Arrested puberty in diabetic adolescents is usually considered to be due to diabetes mellitus. However, unrelated factors with diabetes may occasionally produce arrested puberty or growth retardation.
In general, pituitary adenomas are tumors of adults. They account for approximately 10% of all primary intracranial neoplasms and one third to one half of all sella/jukstasellar masses. In contrast pituitary adenomas are rare in children and account for only approximately 1% of pediatric intracranial masses and most adenomas are diagnosed in girls between 9-13 years of age. These are usually adrenocorticotrop hormone or prolactin secreting tumors (sperling).
Hyperprolactinemic states are associated with mild glucose intolerance; hovewer the difference is of only marginal statistical significance when compared with controls. Glucose intolerance and hyperinsulinism improves after treatment with bromocriptine (joslin). Although hyperprolactinemic our patient’s HBA1c levels did not change and she did not show any signs of insulin resistance prior to bromocriptine therapy.

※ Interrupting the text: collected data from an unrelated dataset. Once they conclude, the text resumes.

// src/config/mod.rs

//! Configuration loading and validation for devwatch.
//!
//! Responsibilities:
//! - Define the TOML-backed data model (`model.rs`).
//! - Load a config file from disk (`loader.rs`).
//! - Validate basic invariants like port/base-path sanity (`validate.rs`).

pub mod loader;
pub mod model;
pub mod validate;

pub use loader::{load_and_validate, load_from_path};
pub use model::{ConfigFile, IgnoreRule, ServerSection, WatchSection};
pub use validate::validate_config;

Some diabetic adult patients have presented with impotence due to prolactinoma [6,7]. An adenoma is not reported in the literature up to date in an adolescent patient with IDDM. This state is evaluated as a coincidence. No side effect of the therapy and metabolic effect was observed in the follow up of the patient.

References

1) Mindermann T, Wilson CB. Pituitary adenomas in childhood and adolescence. J Ped Endocrinol Metab 8: 79-83, 1995.
2) Laws ER. Brain tumors affecting growth and development. In: Brook GD and Hindmarsh PC eds. Clinical Pediatric Endocrinology 4th ed. London: Blackwell Science, 2001: 253-258.
3) Otsuka F, Ogura T, Yamauchi T, Shikata K, Kageyama J, Makino H. IDDM accompanied by a growth hormoneproducing pituitary adenoma. Diabetes Care 20: 1838- 41, 1997.
4) Pollock AN, Towbin RB, Charron M, Meza MP. Imaging in Pediatric Endocrine Disorders. In: Sperling MA ed. Pediatric Endocrinology 2nd ed. Pennsylvania: Saunders, 2002: 725-756.
5) Gand OM. Secondary forms of diabetes. In: Kahn CR and Weir GC eds. Joslin’s Diabetes Mellitus 13th ed. Pennsylvania: Lea and Febiger, 1994: 300-350.
6) Shakir KM. Impotance as a presenting symptom of presumed prolactinoma in a petient with diabetes mellitus. Diabetes Care 6: 510-1, 1983.
7) Lester E, Woodroffe FJ, Smith RL. Prolactin and impotence in diabetes mellitus. Ann Clin Biochem 18: 6-8, 1981.